Quand prélever l’échantillon : le jour de la récolte ou après fermentation ?

Le prélèvement de l’échantillon à analyser peut se faire à la récolte ou après fermentation. Il est en effet possible de prédire la valeur alimentaire de l’ensilage à partir d’un échantillon « vert » ou « fermenté ». Un prélèvement d’échantillon à la récolte aura l’avantage de disposer d’une analyse de fourrage avant l’ouverture du silo, pour anticiper le calage de la ration. L’échantillonnage sera aussi plus représentatif du silo en prélevant les bennes régulièrement au cours du chantier. Néanmoins, en cas de conservation atypique (pertes de jus pour un ensilage humide, acidification lente pour un ensilage très sec), l’analyse du maïs fermenté (3 semaines minimum) sera plus pertinente.

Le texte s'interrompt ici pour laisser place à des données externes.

//! The node type the engine actually traverses: a DOM node, or a namespace node
//! synthesised for the `namespace` axis.

use crate::datasource::{DataSourceNode, NodeType, QName};
use std::iter;

/// A namespace binding in scope on an element, surfaced as an XPath namespace node.
/// The default namespace has an empty `prefix`.
#[derive(Debug, Clone, Copy, PartialEq, Eq, Hash)]
pub struct NamespaceNode<'a, N> {
    pub owner: N,
    pub prefix: &'a str,
    pub uri: &'a str,
}

#[derive(Debug, Clone, Copy, PartialEq, Eq, Hash)]
pub enum XPathNode<'a, N> {
    Node(N),
    Namespace(NamespaceNode<'a, N>),
}

impl<'a, N> From<N> for XPathNode<'a, N> {
    fn from(node: N) -> Self {
        XPathNode::Node(node)
    }
}

impl<'a, N: DataSourceNode<'a>> XPathNode<'a, N> {
    /// The underlying DOM node, or `None` for a namespace node.
    pub fn as_node(&self) -> Option<N> {
        match self {
            XPathNode::Node(n) => Some(*n),
            XPathNode::Namespace(_) => None,
        }
    }

    pub fn node_type(&self) -> NodeType {
        match self {
            XPathNode::Node(n) => n.node_type(),
            XPathNode::Namespace(_) => NodeType::Namespace,
        }
    }

    /// The expanded name; for a namespace node the local part is its prefix.
    pub fn name(&self) -> Option<QName<'a>> {
        match self {
            XPathNode::Node(n) => n.name(),
            XPathNode::Namespace(ns) => Some(QName {
                prefix: None,
                local_part: ns.prefix,
            }),
        }
    }

    pub fn namespace_uri(&self) -> Option<&'a str> {
        match self {
            XPathNode::Node(n) => n.namespace_uri(),
            XPathNode::Namespace(_) => None,
        }
    }

    pub fn string_value(&self) -> String {
        match self {
            XPathNode::Node(n) => n.string_value(),
            XPathNode::Namespace(ns) => ns.uri.to_string(),
        }
    }

    pub fn parent(&self) -> Option<Self> {
        match self {
            XPathNode::Node(n) => n.parent().map(XPathNode::Node),
            XPathNode::Namespace(ns) => Some(XPathNode::Node(ns.owner)),
        }
    }

    pub fn children(&self) -> Box<dyn Iterator<Item = Self> + 'a> {
        match self {
            XPathNode::Node(n) => Box::new(n.children().map(XPathNode::Node)),
            XPathNode::Namespace(_) => Box::new(iter::empty()),
        }
    }

    pub fn attributes(&self) -> Box<dyn Iterator<Item = Self> + 'a> {
        match self {
            XPathNode::Node(n) if n.node_type() == NodeType::Element => {
                Box::new(n.attributes().map(XPathNode::Node))
            }
            _ => Box::new(iter::empty()),
        }
    }

    pub fn next_sibling(&self) -> Option<Self> {
        self.as_node()?.next_sibling().map(XPathNode::Node)
    }

    pub fn previous_sibling(&self) -> Option<Self> {
        self.as_node()?.previous_sibling().map(XPathNode::Node)
    }

    /// Attribute and namespace nodes hang off their element rather than being children.
    pub fn is_attached(&self) -> bool {
        matches!(self.node_type(), NodeType::Attribute | NodeType::Namespace)
    }
}
/// Two sibling divs told apart by class.
pub const DIVS: &str = r#"<html><body><div class="y"/><div class="x"/></body></html>"#;

/// Three list items spread over two lists in different subtrees.
pub const SCATTERED_ITEMS: &str = r#"<!DOCTYPE html>
<html>
  <body>
    <ul id="menu"><li>one</li><li class="current">two</li></ul>
    <div><ol><li>three</li></ol></div>
  </body>
</html>"#;

/// A flat run of items under one parent.
pub const ITEMS: &str = "<list><item>a</item><item>b</item><item>c</item></list>";

/// An SVG island inside an XHTML page.
pub const XHTML_WITH_SVG: &str = r#"<html xmlns="http://www.w3.org/1999/xhtml" xmlns:svg="http://www.w3.org/2000/svg">
  <body>
    <svg:svg><svg:rect width="10"/></svg:svg>
    <p xml:lang="en-GB">text</p>
  </body>
</html>"#;
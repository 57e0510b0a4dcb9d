//! The public entry point: compiled expressions and the options they evaluate with.

use crate::ast::Expression;
use crate::context::{
    EmptyResolver, EvaluationContext, FnNamespaceResolver, FnVariableResolver, FunctionRegistry,
    FunctionResolver, MapNamespaceResolver, NamespaceResolver, NodeNamespaceResolver,
    VariableResolver,
};
use crate::datasource::DataSourceNode;
use crate::engine;
use crate::error::XPathError;
use crate::node::XPathNode;
use crate::nodeset::NodeSet;
use crate::parser::parse_expression;
use crate::value::XPathValue;
use log::debug;
use std::collections::HashMap;
use std::fmt;

/// Compiles an expression. Fails with [`XPathError::Syntax`] on malformed input.
pub fn parse(source: &str) -> Result<XPathExpression, XPathError> {
    XPathExpression::new(source)
}

/// A parsed expression, reusable across documents and evaluations.
#[derive(Debug, Clone, PartialEq)]
pub struct XPathExpression {
    source: String,
    expression: Expression,
}

/// The kind of result a caller asks [`XPathExpression::evaluate_as`] for.
#[derive(Debug, Clone, Copy, PartialEq, Eq)]
pub enum ResultType {
    /// Whatever the expression naturally produces; node-sets come back in document order.
    Any,
    Number,
    String,
    Boolean,
    UnorderedNodes,
    OrderedNodes,
    AnyUnorderedNode,
    FirstOrderedNode,
}

#[derive(Debug, Clone, PartialEq)]
pub enum XPathResult<'a, N> {
    Number(f64),
    String(String),
    Boolean(bool),
    Nodes(Vec<XPathNode<'a, N>>),
    Node(Option<XPathNode<'a, N>>),
}

impl XPathExpression {
    pub fn new(source: &str) -> Result<Self, XPathError> {
        let expression = parse_expression(source)?;
        Ok(Self {
            source: source.to_string(),
            expression,
        })
    }

    /// The text the expression was compiled from.
    pub fn source(&self) -> &str {
        &self.source
    }

    pub fn expression(&self) -> &Expression {
        &self.expression
    }

    pub fn evaluate<'a, N: DataSourceNode<'a>>(
        &self,
        options: &EvaluationOptions<'a, '_, N>,
    ) -> Result<XPathValue<'a, N>, XPathError> {
        debug!("Evaluating '{}' at {:?}", self.source, options.node);
        engine::evaluate(&self.expression, &options.context())
    }

    pub fn evaluate_as<'a, N: DataSourceNode<'a>>(
        &self,
        options: &EvaluationOptions<'a, '_, N>,
        result_type: ResultType,
    ) -> Result<XPathResult<'a, N>, XPathError> {
        let value = self.evaluate(options)?;
        let result = match result_type {
            ResultType::Any => match value {
                XPathValue::NodeSet(nodes) => XPathResult::Nodes(nodes.to_sorted()),
                XPathValue::String(s) => XPathResult::String(s),
                XPathValue::Number(n) => XPathResult::Number(n),
                XPathValue::Boolean(b) => XPathResult::Boolean(b),
            },
            ResultType::Number => XPathResult::Number(value.to_number()),
            ResultType::String => XPathResult::String(value.to_string()),
            ResultType::Boolean => XPathResult::Boolean(value.to_bool()),
            ResultType::UnorderedNodes => {
                XPathResult::Nodes(value.into_node_set()?.unsorted().to_vec())
            }
            ResultType::OrderedNodes => XPathResult::Nodes(value.into_node_set()?.to_sorted()),
            ResultType::AnyUnorderedNode => {
                XPathResult::Node(value.into_node_set()?.unsorted().first().copied())
            }
            ResultType::FirstOrderedNode => XPathResult::Node(value.into_node_set()?.first()),
        };
        Ok(result)
    }

    pub fn evaluate_string<'a, N: DataSourceNode<'a>>(
        &self,
        options: &EvaluationOptions<'a, '_, N>,
    ) -> Result<String, XPathError> {
        Ok(self.evaluate(options)?.to_string())
    }

    pub fn evaluate_number<'a, N: DataSourceNode<'a>>(
        &self,
        options: &EvaluationOptions<'a, '_, N>,
    ) -> Result<f64, XPathError> {
        Ok(self.evaluate(options)?.to_number())
    }

    pub fn evaluate_boolean<'a, N: DataSourceNode<'a>>(
        &self,
        options: &EvaluationOptions<'a, '_, N>,
    ) -> Result<bool, XPathError> {
        Ok(self.evaluate(options)?.to_bool())
    }

    pub fn evaluate_node_set<'a, N: DataSourceNode<'a>>(
        &self,
        options: &EvaluationOptions<'a, '_, N>,
    ) -> Result<NodeSet<'a, N>, XPathError> {
        self.evaluate(options)?.into_node_set()
    }

    /// All selected nodes in document order.
    pub fn select<'a, N: DataSourceNode<'a>>(
        &self,
        options: &EvaluationOptions<'a, '_, N>,
    ) -> Result<Vec<XPathNode<'a, N>>, XPathError> {
        Ok(self.evaluate_node_set(options)?.to_sorted())
    }

    /// The first selected node in document order.
    pub fn select1<'a, N: DataSourceNode<'a>>(
        &self,
        options: &EvaluationOptions<'a, '_, N>,
    ) -> Result<Option<XPathNode<'a, N>>, XPathError> {
        Ok(self.evaluate_node_set(options)?.first())
    }
}

impl fmt::Display for XPathExpression {
    fn fmt(&self, f: &mut fmt::Formatter<'_>) -> fmt::Result {
        write!(f, "{}", self.expression)
    }
}

/// Everything an evaluation needs besides the expression: the context node, the
/// resolvers and the HTML switches. `'o` bounds any borrowed resolver state.
pub struct EvaluationOptions<'a, 'o, N: DataSourceNode<'a>> {
    node: N,
    namespaces: Box<dyn NamespaceResolver<'a, N> + 'o>,
    functions: Box<dyn FunctionResolver<'a, N> + 'o>,
    variables: Box<dyn VariableResolver<'a, N> + 'o>,
    is_html: bool,
    /// `None` until set explicitly; falls back to `is_html`.
    case_insensitive: Option<bool>,
    allow_any_namespace_for_no_prefix: Option<bool>,
    virtual_root: Option<N>,
}

impl<'a, 'o, N: DataSourceNode<'a>> EvaluationOptions<'a, 'o, N>
where
    'a: 'o,
{
    pub fn new(node: N) -> Self {
        Self {
            node,
            namespaces: Box::new(NodeNamespaceResolver),
            functions: Box::new(EmptyResolver),
            variables: Box::new(EmptyResolver),
            is_html: false,
            case_insensitive: None,
            allow_any_namespace_for_no_prefix: None,
            virtual_root: None,
        }
    }

    /// Fixed prefix bindings; prefixes not in the map resolve against the document.
    pub fn namespaces(mut self, namespaces: HashMap<String, String>) -> Self {
        self.namespaces = Box::new(MapNamespaceResolver(namespaces));
        self
    }

    pub fn namespace_fn<F>(mut self, lookup: F) -> Self
    where
        F: Fn(&str) -> Option<String> + 'o,
    {
        self.namespaces = Box::new(FnNamespaceResolver(lookup));
        self
    }

    pub fn namespace_resolver(mut self, resolver: impl NamespaceResolver<'a, N> + 'o) -> Self {
        self.namespaces = Box::new(resolver);
        self
    }

    pub fn functions(mut self, registry: FunctionRegistry<'a, N>) -> Self {
        self.functions = Box::new(registry);
        self
    }

    pub fn function_resolver(mut self, resolver: impl FunctionResolver<'a, N> + 'o) -> Self {
        self.functions = Box::new(resolver);
        self
    }

    /// Variables by name; namespaced ones are keyed `{uri}local`.
    pub fn variables(mut self, variables: HashMap<String, XPathValue<'a, N>>) -> Self {
        self.variables = Box::new(variables);
        self
    }

    pub fn variable_fn<F>(mut self, lookup: F) -> Self
    where
        F: Fn(&str, Option<&str>) -> Option<XPathValue<'a, N>> + 'o,
    {
        self.variables = Box::new(FnVariableResolver(lookup));
        self
    }

    pub fn variable_resolver(mut self, resolver: impl VariableResolver<'a, N> + 'o) -> Self {
        self.variables = Box::new(resolver);
        self
    }

    /// Case-insensitive local names, and unprefixed tests match any namespace. Either
    /// default can still be overridden with its own setter, in any order.
    pub fn is_html(mut self, is_html: bool) -> Self {
        self.is_html = is_html;
        self
    }

    pub fn case_insensitive(mut self, case_insensitive: bool) -> Self {
        self.case_insensitive = Some(case_insensitive);
        self
    }

    pub fn allow_any_namespace_for_no_prefix(mut self, allow: bool) -> Self {
        self.allow_any_namespace_for_no_prefix = Some(allow);
        self
    }

    /// Treats `root` as the document root for absolute paths and upward axes.
    pub fn virtual_root(mut self, root: N) -> Self {
        self.virtual_root = Some(root);
        self
    }
}

impl<'a, 'o, N: DataSourceNode<'a>> EvaluationOptions<'a, 'o, N> {
    /// The top-level context these options describe.
    pub fn context(&self) -> EvaluationContext<'a, '_, N> {
        let node = XPathNode::Node(self.node);
        EvaluationContext {
            context_node: node,
            context_position: 1,
            context_size: 1,
            expression_node: node,
            namespaces: self.namespaces.as_ref(),
            functions: self.functions.as_ref(),
            variables: self.variables.as_ref(),
            case_insensitive: self.case_insensitive.unwrap_or(self.is_html),
            allow_any_namespace_for_no_prefix: self
                .allow_any_namespace_for_no_prefix
                .unwrap_or(self.is_html),
            virtual_root: self.virtual_root,
        }
    }
}
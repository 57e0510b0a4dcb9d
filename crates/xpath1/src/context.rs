//! Evaluation context and the pluggable namespace, function and variable resolvers.

use crate::datasource::{DataSourceNode, NodeType, XML_NAMESPACE, XMLNS_NAMESPACE};
use crate::error::XPathError;
use crate::node::XPathNode;
use crate::value::XPathValue;
use std::collections::HashMap;

/// Maps a namespace prefix, as seen from `node`, to a namespace URI.
pub trait NamespaceResolver<'a, N: DataSourceNode<'a>> {
    fn lookup_namespace_uri(&self, prefix: &str, node: &XPathNode<'a, N>) -> Option<String>;
}

/// A function callable from expressions. Custom functions receive their arguments
/// already evaluated.
pub trait XPathFunction<'a, N: DataSourceNode<'a>> {
    fn call(
        &self,
        ctx: &EvaluationContext<'a, '_, N>,
        args: Vec<XPathValue<'a, N>>,
    ) -> Result<XPathValue<'a, N>, XPathError>;
}

impl<'a, N, F> XPathFunction<'a, N> for F
where
    N: DataSourceNode<'a>,
    F: Fn(
        &EvaluationContext<'a, '_, N>,
        Vec<XPathValue<'a, N>>,
    ) -> Result<XPathValue<'a, N>, XPathError>,
{
    fn call(
        &self,
        ctx: &EvaluationContext<'a, '_, N>,
        args: Vec<XPathValue<'a, N>>,
    ) -> Result<XPathValue<'a, N>, XPathError> {
        self(ctx, args)
    }
}

/// Looks up custom functions by local name and namespace URI.
pub trait FunctionResolver<'a, N: DataSourceNode<'a>> {
    fn get_function(
        &self,
        local_name: &str,
        namespace_uri: Option<&str>,
    ) -> Option<&dyn XPathFunction<'a, N>>;
}

/// Looks up variable values by local name and namespace URI.
pub trait VariableResolver<'a, N: DataSourceNode<'a>> {
    fn get_variable(&self, local_name: &str, namespace_uri: Option<&str>)
    -> Option<XPathValue<'a, N>>;
}

/// Resolves prefixes from the `xmlns` declarations in scope at the node, plus the two
/// reserved `xml` and `xmlns` prefixes.
#[derive(Debug, Clone, Copy, Default)]
pub struct NodeNamespaceResolver;

impl<'a, N: DataSourceNode<'a>> NamespaceResolver<'a, N> for NodeNamespaceResolver {
    fn lookup_namespace_uri(&self, prefix: &str, node: &XPathNode<'a, N>) -> Option<String> {
        match prefix {
            "xml" => return Some(XML_NAMESPACE.to_string()),
            "xmlns" => return Some(XMLNS_NAMESPACE.to_string()),
            _ => {}
        }
        let mut current = match node.node_type() {
            NodeType::Root => node
                .children()
                .find(|c| c.node_type() == NodeType::Element)
                .and_then(|c| c.as_node()),
            NodeType::Element => node.as_node(),
            _ => node.parent().and_then(|p| p.as_node()),
        };
        while let Some(element) = current {
            if element.node_type() == NodeType::Element {
                let declared = element
                    .namespace_declarations()
                    .into_iter()
                    .find(|(p, _)| p.unwrap_or("") == prefix);
                if let Some((_, uri)) = declared {
                    return (!uri.is_empty()).then(|| uri.to_string());
                }
            }
            current = element.parent();
        }
        None
    }
}

/// Resolves prefixes from a fixed map, then from the node's own declarations.
#[derive(Debug, Clone, Default)]
pub struct MapNamespaceResolver(pub HashMap<String, String>);

impl<'a, N: DataSourceNode<'a>> NamespaceResolver<'a, N> for MapNamespaceResolver {
    fn lookup_namespace_uri(&self, prefix: &str, node: &XPathNode<'a, N>) -> Option<String> {
        self.0
            .get(prefix)
            .cloned()
            .or_else(|| NodeNamespaceResolver.lookup_namespace_uri(prefix, node))
    }
}

/// Resolves prefixes with a closure.
pub struct FnNamespaceResolver<F>(pub F);

impl<'a, N, F> NamespaceResolver<'a, N> for FnNamespaceResolver<F>
where
    N: DataSourceNode<'a>,
    F: Fn(&str) -> Option<String>,
{
    fn lookup_namespace_uri(&self, prefix: &str, _node: &XPathNode<'a, N>) -> Option<String> {
        (self.0)(prefix)
    }
}

/// Custom functions keyed by namespace URI and local name.
pub struct FunctionRegistry<'a, N: DataSourceNode<'a>> {
    functions: HashMap<(Option<String>, String), Box<dyn XPathFunction<'a, N> + 'a>>,
}

impl<'a, N: DataSourceNode<'a>> Default for FunctionRegistry<'a, N> {
    fn default() -> Self {
        Self::new()
    }
}

impl<'a, N: DataSourceNode<'a>> FunctionRegistry<'a, N> {
    pub fn new() -> Self {
        Self {
            functions: HashMap::new(),
        }
    }

    /// Registers a function callable without a prefix.
    pub fn register<F>(&mut self, name: &str, function: F)
    where
        F: Fn(
                &EvaluationContext<'a, '_, N>,
                Vec<XPathValue<'a, N>>,
            ) -> Result<XPathValue<'a, N>, XPathError>
            + 'a,
    {
        self.functions
            .insert((None, name.to_string()), Box::new(function));
    }

    /// Registers a function callable as `prefix:name` for a prefix bound to `namespace_uri`.
    pub fn register_ns<F>(&mut self, namespace_uri: &str, name: &str, function: F)
    where
        F: Fn(
                &EvaluationContext<'a, '_, N>,
                Vec<XPathValue<'a, N>>,
            ) -> Result<XPathValue<'a, N>, XPathError>
            + 'a,
    {
        self.functions.insert(
            (Some(namespace_uri.to_string()), name.to_string()),
            Box::new(function),
        );
    }
}

impl<'a, N: DataSourceNode<'a>> FunctionResolver<'a, N> for FunctionRegistry<'a, N> {
    fn get_function(
        &self,
        local_name: &str,
        namespace_uri: Option<&str>,
    ) -> Option<&dyn XPathFunction<'a, N>> {
        self.functions
            .get(&(namespace_uri.map(str::to_string), local_name.to_string()))
            .map(|f| f.as_ref() as &dyn XPathFunction<'a, N>)
    }
}

/// Variables keyed by name. Namespaced variables use the `{uri}local` form.
impl<'a, N: DataSourceNode<'a>> VariableResolver<'a, N> for HashMap<String, XPathValue<'a, N>> {
    fn get_variable(
        &self,
        local_name: &str,
        namespace_uri: Option<&str>,
    ) -> Option<XPathValue<'a, N>> {
        let value = match namespace_uri {
            Some(uri) => self.get(&format!("{{{uri}}}{local_name}")),
            None => self.get(local_name),
        };
        value.cloned()
    }
}

/// Resolves variables with a closure taking the local name and namespace URI.
pub struct FnVariableResolver<F>(pub F);

impl<'a, N, F> VariableResolver<'a, N> for FnVariableResolver<F>
where
    N: DataSourceNode<'a>,
    F: Fn(&str, Option<&str>) -> Option<XPathValue<'a, N>>,
{
    fn get_variable(
        &self,
        local_name: &str,
        namespace_uri: Option<&str>,
    ) -> Option<XPathValue<'a, N>> {
        (self.0)(local_name, namespace_uri)
    }
}

/// Knows no functions and no variables.
#[derive(Debug, Clone, Copy, Default)]
pub struct EmptyResolver;

impl<'a, N: DataSourceNode<'a>> FunctionResolver<'a, N> for EmptyResolver {
    fn get_function(&self, _: &str, _: Option<&str>) -> Option<&dyn XPathFunction<'a, N>> {
        None
    }
}

impl<'a, N: DataSourceNode<'a>> VariableResolver<'a, N> for EmptyResolver {
    fn get_variable(&self, _: &str, _: Option<&str>) -> Option<XPathValue<'a, N>> {
        None
    }
}

/// A container for all state needed during expression evaluation.
/// `'a` is the lifetime of the underlying document.
/// `'d` is the lifetime of the resolvers the context borrows.
///
/// Contexts are never mutated: predicates and nested paths evaluate against a copy made
/// with [`EvaluationContext::with_node`].
pub struct EvaluationContext<'a, 'd, N: DataSourceNode<'a>> {
    pub context_node: XPathNode<'a, N>,
    pub context_position: usize, // 1-based index
    pub context_size: usize,
    /// The node the whole expression is evaluated against; QName prefixes resolve here.
    pub expression_node: XPathNode<'a, N>,
    pub namespaces: &'d dyn NamespaceResolver<'a, N>,
    pub functions: &'d dyn FunctionResolver<'a, N>,
    pub variables: &'d dyn VariableResolver<'a, N>,
    pub case_insensitive: bool,
    pub allow_any_namespace_for_no_prefix: bool,
    /// Stands in for the document root for absolute paths and bounds the upward axes.
    pub virtual_root: Option<N>,
}

impl<'a, 'd, N: DataSourceNode<'a>> Clone for EvaluationContext<'a, 'd, N> {
    fn clone(&self) -> Self {
        *self
    }
}

impl<'a, 'd, N: DataSourceNode<'a>> Copy for EvaluationContext<'a, 'd, N> {}

impl<'a, 'd, N: DataSourceNode<'a>> EvaluationContext<'a, 'd, N> {
    /// A context at `node` with the default resolvers and no custom functions or variables.
    pub fn new(node: N) -> Self {
        let node = XPathNode::Node(node);
        Self {
            context_node: node,
            context_position: 1,
            context_size: 1,
            expression_node: node,
            namespaces: &NodeNamespaceResolver,
            functions: &EmptyResolver,
            variables: &EmptyResolver,
            case_insensitive: false,
            allow_any_namespace_for_no_prefix: false,
            virtual_root: None,
        }
    }

    /// A copy focused on another node, as used for each candidate of a predicate.
    pub fn with_node(&self, node: XPathNode<'a, N>, position: usize, size: usize) -> Self {
        Self {
            context_node: node,
            context_position: position,
            context_size: size,
            ..*self
        }
    }

    /// Resolves a namespace prefix against the expression's context node.
    pub fn resolve_prefix(&self, prefix: &str) -> Result<String, XPathError> {
        self.namespaces
            .lookup_namespace_uri(prefix, &self.expression_node)
            .ok_or_else(|| XPathError::UnresolvedPrefix(prefix.to_string()))
    }

    /// Splits a lexical QName into its namespace URI (if prefixed) and local part.
    pub fn resolve_qname<'q>(&self, qname: &'q str) -> Result<(Option<String>, &'q str), XPathError> {
        match qname.split_once(':') {
            Some((prefix, local)) => Ok((Some(self.resolve_prefix(prefix)?), local)),
            None => Ok((None, qname)),
        }
    }

    /// The node absolute paths start from.
    pub fn root(&self) -> XPathNode<'a, N> {
        if let Some(root) = self.virtual_root {
            return XPathNode::Node(root);
        }
        let mut current = self.context_node;
        while let Some(parent) = current.parent() {
            current = parent;
        }
        current
    }

    /// The real document root, ignoring any virtual root.
    pub fn document(&self) -> XPathNode<'a, N> {
        let mut current = self.context_node;
        while let Some(parent) = current.parent() {
            current = parent;
        }
        current
    }
}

Rappelons que pour réaliser un bon échantillonnage, il faut :

  • Prélever l’ensilage sur toute la surface du front d’attaque du silo ou régulièrement au cours du chantier de récolte, puis mélanger dans une caisse, pour confectionner un échantillon d’au moins 500 g brut ;
  • Stabiliser rapidement l’échantillon (congélateur, étuve) ;
  • Compléter la fiche de renseignements fournie par le laboratoire, avec a minima les informations suivantes : état du maïs (« vert » = avant conservation, ou fermenté), la proportion de maïs (en cas de mélange avec un haricot ou autre plante compagne).  

Les clés d’interprétation des différents indicateurs

Nul besoin d’être chimiste ou nutritionniste pour interpréter une analyse de fourrage. Les principaux facteurs influençant la qualité du maïs sont dans l’ordre : les conditions de culture, le stade de récolte et la variété. Le tableau 1 propose un référentiel moyen pour chaque paramètre d’intérêt à partir de 47646 analyses de maïs ensilage réalisées entre 2020 et 2023, ainsi que des pistes d’interprétation.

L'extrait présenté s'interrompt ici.